ま、まぁ別に身長なんか気にしていないからべ、別にどうでも良いんだけどね?

…そのせいでギルドで密かに小人族とか言われているが私って小人族じゃ無いよね?

ステータスには人族って書かれてあるしこれからまだ成長する予定だってあるから、というかこれからが成長期だから。

最終的には超ナイスバディになる予定だし…成長する余地はある…よね?


そんなことを考えながら宿から出て市場へと移動する。

街は見る限り人で溢れており圧倒的に探索者の数が多い感じだ。

コレも私がこの街のダンジョンで神遺物とも言われているSランクのアーティファクトをギルドに売ったせいであろう。

それをギルドは広告塔にして連合国全土に広めて集客し噂を拡大させてもう一度この街に活気を取り戻したというわけだ。


「ここに入りたくねぇなぁ…でもなぁ…」


というわけで私の目の前にある今日の目的地へと到着した。

その名も『商業ギルド』という全国各地にある商業を生業とする者が所属するギルドだ。

全国各地から物を集め良い値で買い取ったりしてくれる庶民の味方とも言えるギルド…まぁ私はこの存在をかなーり最近知ったからそんなに詳しくは知らないが。


「まぁ入るか」


私は商業ギルドの扉を開き中へと入る。

内装は落ち着いた雰囲気で真正面には商業ギルドのエンブレムが貼られており私的にかなり好きな場所だ。

まぁあまり来ることはないんだがな。

そうして私が商業ギルド内へ足を歩かせカウンターへと向かおうとした時だった。

ギルド内の扉がバタンッと音を立てて開かれ私に向かって走ってくる足音が聞こえその場にいた全員がそちらを向いた。


「レナちゃーんッ!」


そうして私の視界は暗転そして顔面に多大な衝撃が加わり私は思わず顔を顰めてしまった。

この私の目を塞ぎ込むように私の身体を包んでいる女性はサーターというここの商業ギルドを束ねているギルド長。

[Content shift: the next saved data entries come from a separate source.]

//! Playback request tracking.
//!
//! A request is one asynchronous submission of a [`SampleBuffer`] to the
//! sink. The session keeps exactly two request slots, one per buffer; a slot
//! is only reoccupied once its previous request reached a terminal state.

use std::fmt;

use super::buffer::{SampleBuffer, SLOTS};
use crate::error::SinkError;

/// Identity of a submitted request. Ids increase monotonically per sink.
#[derive(Debug, Clone, Copy, PartialEq, Eq, PartialOrd, Ord, Hash)]
pub struct RequestId(u64);

impl RequestId {
    pub fn new(raw: u64) -> Self {
        Self(raw)
    }

    pub fn get(self) -> u64 {
        self.0
    }
}

impl fmt::Display for RequestId {
    fn fmt(&self, f: &mut fmt::Formatter<'_>) -> fmt::Result {
        write!(f, "#{}", self.0)
    }
}

#[derive(Debug, Clone, Copy, PartialEq, Eq)]
pub enum RequestState {
    Pending,
    Complete,
    Aborted,
    Failed,
}

impl RequestState {
    pub fn is_terminal(self) -> bool {
        !matches!(self, RequestState::Pending)
    }
}

/// How a request ended, as reported by the sink.
#[derive(Debug, Clone, PartialEq, Eq)]
pub enum Terminal {
    Complete,
    Aborted,
    Failed(SinkError),
}

impl Terminal {
    pub fn state(&self) -> RequestState {
        match self {
            Terminal::Complete => RequestState::Complete,
            Terminal::Aborted => RequestState::Aborted,
            Terminal::Failed(_) => RequestState::Failed,
        }
    }
}

/// A settled request: its buffer comes back together with the verdict.
#[derive(Debug)]
pub struct Completion {
    pub id: RequestId,
    pub buffer: SampleBuffer,
    pub terminal: Terminal,
}

#[derive(Debug, Clone)]
pub struct PlaybackRequest {
    id: RequestId,
    slot: usize,
    samples: usize,
    link: Option<RequestId>,
    state: RequestState,
}

impl PlaybackRequest {
    pub fn new(id: RequestId, slot: usize, samples: usize, link: Option<RequestId>) -> Self {
        Self {
            id,
            slot,
            samples,
            link,
            state: RequestState::Pending,
        }
    }

    pub fn id(&self) -> RequestId {
        self.id
    }

    /// Buffer slot the request plays.
    pub fn slot(&self) -> usize {
        self.slot
    }

    /// Interleaved samples submitted.
    pub fn samples(&self) -> usize {
        self.samples
    }

    /// Request this one is chained behind, `None` for the first of a session.
    pub fn link(&self) -> Option<RequestId> {
        self.link
    }

    pub fn state(&self) -> RequestState {
        self.state
    }

    pub fn settle(&mut self, terminal: &Terminal) {
        debug_assert!(
            !self.state.is_terminal(),
            "request {} settled twice",
            self.id
        );
        self.state = terminal.state();
    }
}

/// The two request slots of a session, indexed by buffer slot.
#[derive(Debug, Default)]
pub struct RequestSlots {
    slots: [Option<PlaybackRequest>; SLOTS],
    latest: Option<RequestId>,
}

impl RequestSlots {
    pub fn new() -> Self {
        Self::default()
    }

    /// Record a freshly submitted request in the slot of its buffer.
    ///
    /// Panics if the slot still holds a pending request.
    pub fn occupy(&mut self, request: PlaybackRequest) {
        let slot = request.slot();
        if let Some(previous) = &self.slots[slot] {
            assert!(
                previous.state().is_terminal(),
                "request {} overwritten while {:?}",
                previous.id(),
                previous.state()
            );
        }
        self.latest = Some(request.id());
        self.slots[slot] = Some(request);
    }

    pub fn get(&self, slot: usize) -> Option<&PlaybackRequest> {
        self.slots[slot].as_ref()
    }

    /// Pending request occupying `slot`, if any.
    pub fn outstanding(&self, slot: usize) -> Option<RequestId> {
        self.slots[slot]
            .as_ref()
            .filter(|r| !r.state().is_terminal())
            .map(|r| r.id())
    }

    /// Most recently submitted request, the link target of the next one.
    pub fn latest(&self) -> Option<RequestId> {
        self.latest
    }

    /// Pending requests in submission order.
    pub fn pending(&self) -> [Option<RequestId>; SLOTS] {
        let mut ids = [self.outstanding(0), self.outstanding(1)];
        ids.sort_by_key(|id| id.map_or(u64::MAX, RequestId::get));
        ids
    }

    /// Apply a sink verdict. Returns the request's slot, or `None` if no slot
    /// holds a pending request with this id.
    pub fn settle(&mut self, id: RequestId, terminal: &Terminal) -> Option<usize> {
        let request = self
            .slots
            .iter_mut()
            .flatten()
            .find(|r| r.id() == id && !r.state().is_terminal())?;
        request.settle(terminal);
        Some(request.slot())
    }
}

#[cfg(test)]
mod tests {
    use super::*;

    fn id(raw: u64) -> RequestId {
        RequestId::new(raw)
    }

    #[test]
    fn terminal_states() {
        assert!(!RequestState::Pending.is_terminal());
        assert!(RequestState::Complete.is_terminal());
        assert!(RequestState::Aborted.is_terminal());
        assert!(RequestState::Failed.is_terminal());
        assert_eq!(
            Terminal::Failed(SinkError::Disconnected).state(),
            RequestState::Failed
        );
    }

    #[test]
    fn slots_track_latest_and_outstanding() {
        let mut slots = RequestSlots::new();
        assert_eq!(slots.latest(), None);

        slots.occupy(PlaybackRequest::new(id(1), 0, 2304, None));
        slots.occupy(PlaybackRequest::new(id(2), 1, 2304, Some(id(1))));

        assert_eq!(slots.latest(), Some(id(2)));
        assert_eq!(slots.outstanding(0), Some(id(1)));
        assert_eq!(slots.get(1).and_then(PlaybackRequest::link), Some(id(1)));
        assert_eq!(slots.pending(), [Some(id(1)), Some(id(2))]);
    }

    #[test]
    fn outstanding_order_follows_submission_not_slot() {
        let mut slots = RequestSlots::new();
        slots.occupy(PlaybackRequest::new(id(1), 0, 4, None));
        slots.occupy(PlaybackRequest::new(id(2), 1, 4, Some(id(1))));
        assert_eq!(slots.settle(id(1), &Terminal::Complete), Some(0));
        slots.occupy(PlaybackRequest::new(id(3), 0, 4, Some(id(2))));

        assert_eq!(slots.pending(), [Some(id(2)), Some(id(3))]);

        slots.settle(id(2), &Terminal::Aborted);
        assert_eq!(slots.pending(), [Some(id(3)), None]);
        assert_eq!(slots.get(1).map(PlaybackRequest::state), Some(RequestState::Aborted));
    }

    #[test]
    fn settle_ignores_unknown_or_settled_ids() {
        let mut slots = RequestSlots::new();
        slots.occupy(PlaybackRequest::new(id(7), 1, 4, None));
        assert_eq!(slots.settle(id(8), &Terminal::Complete), None);
        assert_eq!(slots.settle(id(7), &Terminal::Complete), Some(1));
        assert_eq!(slots.settle(id(7), &Terminal::Complete), None);
        assert_eq!(slots.outstanding(1), None);
    }

    #[test]
    #[should_panic(expected = "overwritten")]
    fn pending_slot_cannot_be_reoccupied() {
        let mut slots = RequestSlots::new();
        slots.occupy(PlaybackRequest::new(id(1), 0, 4, None));
        slots.occupy(PlaybackRequest::new(id(3), 0, 4, Some(id(1))));
    }
}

彼女との出会いはかなり最近でダンジョンで取ってきたアーティファクトをドローさんから商業ギルドに売ってきてくれと頼まれたことから始まった関係だ。


あの時は探索者ギルドが潰れかかっておりあんなにいっぱいいた職員はドローさん含め3人しかいなくなり業務に支障が出てきた時のこと。

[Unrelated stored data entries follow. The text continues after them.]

//! [`AudioSink`] over an ALSA playback device.
//!
//! A dedicated `audio-play` thread owns the PCM. Requests queue on a channel
//! of depth two and are written in submission order, so a linked request's
//! samples enter the ring buffer right behind its predecessor's and play
//! without a gap. A request completes once the device has accepted all of
//! its samples; the buffer then travels back on the message port.

use std::sync::Arc;
use std::sync::atomic::{AtomicBool, Ordering};
use std::thread::{self, JoinHandle};

use alsa::pcm::{IO, PCM};
use tokio::sync::{mpsc, oneshot};

use super::alsa_device::{self, AlsaParams};
use super::buffer::{SampleBuffer, SLOTS};
use super::request::{Completion, RequestId, Terminal};
use super::sink::{AudioSink, Inflight, Interrupt, MessagePort, PortMessage, Rejected, Wake};
use crate::error::SinkError;

/// Consecutive XRUN recoveries tolerated before a request fails.
const MAX_RECOVERY_RETRIES: u32 = 3;

/// Playback device settings.
#[derive(Debug, Clone)]
pub struct SinkConfig {
    /// ALSA device name (e.g. "default", "plughw:0,0")
    pub device: String,
    pub sample_rate: u32,
    pub channels: u32,
    /// `None` lets ALSA pick the period size
    pub period_size: Option<usize>,
    /// 1.0 is unity gain
    pub volume: f32,
    /// 0.0 hard left, 0.5 centre, 1.0 hard right
    pub position: f32,
}

struct WriteRequest {
    id: RequestId,
    buffer: SampleBuffer,
    link: Option<RequestId>,
    abort: Arc<AtomicBool>,
}

pub struct AlsaSink {
    commands: Option<mpsc::Sender<WriteRequest>>,
    port: MessagePort,
    inflight: Inflight,
    params: AlsaParams,
    next_id: u64,
    last_submitted: Option<RequestId>,
    drain_on_close: Arc<AtomicBool>,
    device_thread: Option<JoinHandle<()>>,
}

impl AlsaSink {
    /// Open the device and start the playback thread.
    ///
    /// Blocks until the device is configured; must not be called from within
    /// an async context.
    pub fn open(config: SinkConfig) -> Result<Self, SinkError> {
        let port = MessagePort::new();
        let (commands, requests) = mpsc::channel(SLOTS);
        let (ready_tx, ready_rx) = oneshot::channel();
        let drain_on_close = Arc::new(AtomicBool::new(false));

        let device_thread = {
            let completions = port.sender();
            let drain_on_close = drain_on_close.clone();
            thread::Builder::new()
                .name("audio-play".into())
                .spawn(move || {
                    device_thread(config, requests, completions, ready_tx, &drain_on_close)
                })
                .map_err(|e| SinkError::Open(e.to_string()))?
        };

        let params = match ready_rx.blocking_recv() {
            Ok(Ok(params)) => params,
            Ok(Err(e)) => {
                let _ = device_thread.join();
                return Err(e);
            }
            Err(_) => {
                let _ = device_thread.join();
                return Err(SinkError::Disconnected);
            }
        };

        Ok(Self {
            commands: Some(commands),
            port,
            inflight: Inflight::new(),
            params,
            next_id: 0,
            last_submitted: None,
            drain_on_close,
            device_thread: Some(device_thread),
        })
    }

    /// Parameters the hardware actually accepted.
    pub fn params(&self) -> &AlsaParams {
        &self.params
    }

    /// Handle that wakes a blocked `wait_or_break` with [`Wake::Break`].
    pub fn interrupt(&self) -> Interrupt {
        self.port.interrupt()
    }
}

impl AudioSink for AlsaSink {
    fn submit(
        &mut self,
        buffer: SampleBuffer,
        link: Option<RequestId>,
    ) -> Result<RequestId, Rejected> {
        let Some(commands) = &self.commands else {
            return Err(Rejected {
                buffer,
                error: SinkError::Disconnected,
            });
        };
        if let Err(error) = check_submission(
            self.last_submitted,
            link,
            buffer.len(),
            self.params.channels as usize,
            self.inflight.len(),
        ) {
            return Err(Rejected { buffer, error });
        }

        self.next_id += 1;
        let id = RequestId::new(self.next_id);
        let abort = self.inflight.register(id);
        let samples = buffer.len();
        let request = WriteRequest {
            id,
            buffer,
            link,
            abort,
        };
        if let Err(mpsc::error::SendError(request)) = commands.blocking_send(request) {
            self.inflight.retire(id);
            return Err(Rejected {
                buffer: request.buffer,
                error: SinkError::Disconnected,
            });
        }

        log::trace!("Submitted {} ({} samples, link {:?})", id, samples, link);
        self.last_submitted = Some(id);
        Ok(id)
    }

    fn wait(&mut self, id: RequestId) -> Result<Completion, SinkError> {
        if !self.inflight.contains(id) {
            return Err(SinkError::UnknownRequest(id));
        }
        let completion = self.port.wait(id)?;
        self.inflight.retire(id);
        Ok(completion)
    }

    fn wait_or_break(&mut self, id: RequestId) -> Result<Wake, SinkError> {
        if !self.inflight.contains(id) {
            return Err(SinkError::UnknownRequest(id));
        }
        let wake = self.port.wait_or_break(id)?;
        if let Wake::Completed(completion) = &wake {
            self.inflight.retire(completion.id);
        }
        Ok(wake)
    }

    fn abort(&mut self, id: RequestId) {
        if self.inflight.abort(id) {
            log::debug!("Abort requested for {}", id);
        }
    }

    fn close(&mut self, drain: bool) {
        let Some(handle) = self.device_thread.take() else {
            return;
        };
        if !drain {
            let flagged = self.inflight.abort_all();
            if flagged > 0 {
                log::debug!("Closing with {} requests still queued", flagged);
            }
        }
        self.drain_on_close.store(drain, Ordering::Release);
        // Dropping the sender ends the device loop.
        self.commands = None;
        if handle.join().is_err() {
            log::error!("Audio device thread panicked");
        }
    }
}

impl Drop for AlsaSink {
    fn drop(&mut self) {
        self.close(false);
    }
}

/// Admission rules for a new request.
fn check_submission(
    last_submitted: Option<RequestId>,
    link: Option<RequestId>,
    samples: usize,
    channels: usize,
    outstanding: usize,
) -> Result<(), SinkError> {
    if let Some(link) = link {
        if last_submitted != Some(link) {
            return Err(SinkError::Submit(format!(
                "link {} is not the last submitted request",
                link
            )));
        }
    }
    if channels == 0 || samples % channels != 0 {
        return Err(SinkError::Submit(format!(
            "{} samples do not form whole frames of {} channels",
            samples, channels
        )));
    }
    if outstanding >= SLOTS {
        return Err(SinkError::Submit(format!(
            "{} requests already outstanding",
            outstanding
        )));
    }
    Ok(())
}

/// Sends [`PortMessage::Gone`] when the device thread ends, however it ends.
struct GoneGuard(mpsc::UnboundedSender<PortMessage>);

impl Drop for GoneGuard {
    fn drop(&mut self) {
        let _ = self.0.send(PortMessage::Gone);
    }
}

/// Device operations the playback loop relies on.
trait PcmOutput {
    /// Write interleaved samples, returning the frames accepted.
    fn write(&self, samples: &[i16]) -> anyhow::Result<usize>;
    /// Prepare the device again after an XRUN or a drop.
    fn recover(&self) -> anyhow::Result<()>;
    /// Throw away whatever is queued in the ring buffer.
    fn discard(&self) -> anyhow::Result<()>;
    /// Block until the ring buffer has played out.
    fn drain(&self) -> anyhow::Result<()>;
}

struct AlsaOutput<'a> {
    pcm: &'a PCM,
    io: IO<'a, i16>,
}

impl PcmOutput for AlsaOutput<'_> {
    fn write(&self, samples: &[i16]) -> anyhow::Result<usize> {
        Ok(self.io.writei(samples)?)
    }

    fn recover(&self) -> anyhow::Result<()> {
        Ok(self.pcm.prepare()?)
    }

    fn discard(&self) -> anyhow::Result<()> {
        Ok(self.pcm.drop()?)
    }

    fn drain(&self) -> anyhow::Result<()> {
        Ok(self.pcm.drain()?)
    }
}

/// Sample layout and processing fixed when the device opened.
#[derive(Debug, Clone, Copy)]
struct OutputFormat {
    channels: usize,
    chunk_frames: usize,
    gain: Gain,
}

fn device_thread(
    config: SinkConfig,
    requests: mpsc::Receiver<WriteRequest>,
    completions: mpsc::UnboundedSender<PortMessage>,
    ready: oneshot::Sender<Result<AlsaParams, SinkError>>,
    drain_on_close: &AtomicBool,
) {
    let (pcm, params) = match alsa_device::open_playback(
        &config.device,
        config.sample_rate,
        config.channels,
        config.period_size,
    ) {
        Ok(opened) => opened,
        Err(e) => {
            let _ = ready.send(Err(SinkError::Open(format!("{:#}", e))));
            return;
        }
    };
    let io = match pcm.io_i16() {
        Ok(io) => io,
        Err(e) => {
            let _ = ready.send(Err(SinkError::Open(e.to_string())));
            return;
        }
    };

    let channels = params.channels as usize;
    let format = OutputFormat {
        channels,
        chunk_frames: params.period_size.max(1),
        gain: Gain::new(config.volume, config.position, channels),
    };
    if ready.send(Ok(params)).is_err() {
        return;
    }

    let output = AlsaOutput { pcm: &pcm, io };
    serve(&output, requests, completions, format, drain_on_close);
    log::info!("Playback stopped");
}

/// Play queued requests in FIFO order until the queue closes, then drain or
/// discard the ring buffer.
fn serve<P: PcmOutput>(
    output: &P,
    mut requests: mpsc::Receiver<WriteRequest>,
    completions: mpsc::UnboundedSender<PortMessage>,
    format: OutputFormat,
    drain_on_close: &AtomicBool,
) {
    let _gone = GoneGuard(completions.clone());

    while let Some(mut request) = requests.blocking_recv() {
        let terminal = if request.abort.load(Ordering::Acquire) {
            Terminal::Aborted
        } else {
            format.gain.apply(request.buffer.as_mut_slice());
            write_request(output, request.buffer.as_slice(), format, &request.abort)
        };

        log::trace!(
            "Request {} (link {:?}) settled: {:?}",
            request.id,
            request.link,
            terminal
        );

        let completion = Completion {
            id: request.id,
            buffer: request.buffer,
            terminal,
        };
        if completions.send(PortMessage::Done(completion)).is_err() {
            break;
        }
    }

    if drain_on_close.load(Ordering::Acquire) {
        if let Err(e) = output.drain() {
            log::warn!("Failed to drain PCM playback: {}", e);
        }
    } else if let Err(e) = output.discard() {
        log::warn!("Failed to drop PCM playback: {}", e);
    }
}

/// Write one request in period-sized chunks, checking for abort between them.
///
/// Short writes and XRUNs are retried without losing frames; after
/// `MAX_RECOVERY_RETRIES` consecutive recoveries the request fails.
fn write_request<P: PcmOutput>(
    output: &P,
    samples: &[i16],
    format: OutputFormat,
    abort: &AtomicBool,
) -> Terminal {
    let channels = format.channels;
    let total_frames = samples.len() / channels;
    let mut frames_written = 0;
    let mut retry_count = 0u32;

    while frames_written < total_frames {
        if abort.load(Ordering::Acquire) {
            // Discard whatever is queued in the ring buffer.
            if let Err(e) = output.discard() {
                log::warn!("Failed to drop PCM on abort: {}", e);
            }
            if let Err(e) = output.recover() {
                log::warn!("Failed to prepare PCM after abort: {}", e);
            }
            return Terminal::Aborted;
        }

        let end = (frames_written + format.chunk_frames).min(total_frames);
        match output.write(&samples[frames_written * channels..end * channels]) {
            Ok(n) => {
                frames_written += n;
                retry_count = 0;
            }
            Err(e) => {
                log::warn!("ALSA XRUN or error: {}, recovering...", e);
                retry_count += 1;

                if let Err(e2) = output.recover() {
                    log::error!("Failed to recover PCM playback: {}", e2);
                    return Terminal::Failed(SinkError::Write(e2.to_string()));
                }
                if retry_count >= MAX_RECOVERY_RETRIES {
                    log::error!(
                        "Max recovery retries ({}) reached with {} frames unwritten",
                        retry_count,
                        total_frames - frames_written
                    );
                    return Terminal::Failed(SinkError::Write(e.to_string()));
                }
            }
        }
    }

    Terminal::Complete
}

/// Per-channel gain derived from volume and stereo position.
#[derive(Debug, Clone, Copy, PartialEq)]
struct Gain {
    left: f32,
    right: f32,
    channels: usize,
}

impl Gain {
    fn new(volume: f32, position: f32, channels: usize) -> Self {
        let position = position.clamp(0.0, 1.0);
        let (left, right) = if channels == 2 {
            (
                volume * (2.0 * (1.0 - position)).min(1.0),
                volume * (2.0 * position).min(1.0),
            )
        } else {
            (volume, volume)
        };
        Self {
            left,
            right,
            channels: channels.max(1),
        }
    }

    fn is_unity(&self) -> bool {
        self.left == 1.0 && self.right == 1.0
    }

    fn apply(&self, samples: &mut [i16]) {
        if self.is_unity() {
            return;
        }
        for frame in samples.chunks_exact_mut(self.channels) {
            for (ch, sample) in frame.iter_mut().enumerate() {
                let g = if ch % 2 == 0 { self.left } else { self.right };
                *sample = (*sample as f32 * g)
                    .round()
                    .clamp(i16::MIN as f32, i16::MAX as f32) as i16;
            }
        }
    }
}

どうしても外せない用事があるため信頼のある探索者である私に倉庫のアーティファクトを商業ギルドに売ってきてくれとドローさんに私は頼まれて商業ギルドに行きアーティファクトを売った時のことそこで私はこの商業ギルドのギルド長サーターに出会った。


彼女はどうやら『金の声』という特殊なスキルがありそれのせいでどれぐらい金を所持しているかわかるらしくそこで出会ったのが私の運の尽き。

こうしてこのギルドに行くたびに絡まれる仲となってしまったというわけだ。

しかもその数週間後には神遺物を私が取ったということが秘密裏に広がりそれを聞きつけたサーターが「私の行いは間違いじゃなかった!」と言って更に距離を縮めてきて見つけたら執拗に話しかけてくるから私はこの人のことが少々嫌いである。


「それで…今日はなんの用なのかな?レナちゃん?」


…それを話す前に私のことを解放してくれませんかねぇ?

私は小さくため息を吐きこの状態からどうやって逃げるかを考えていた。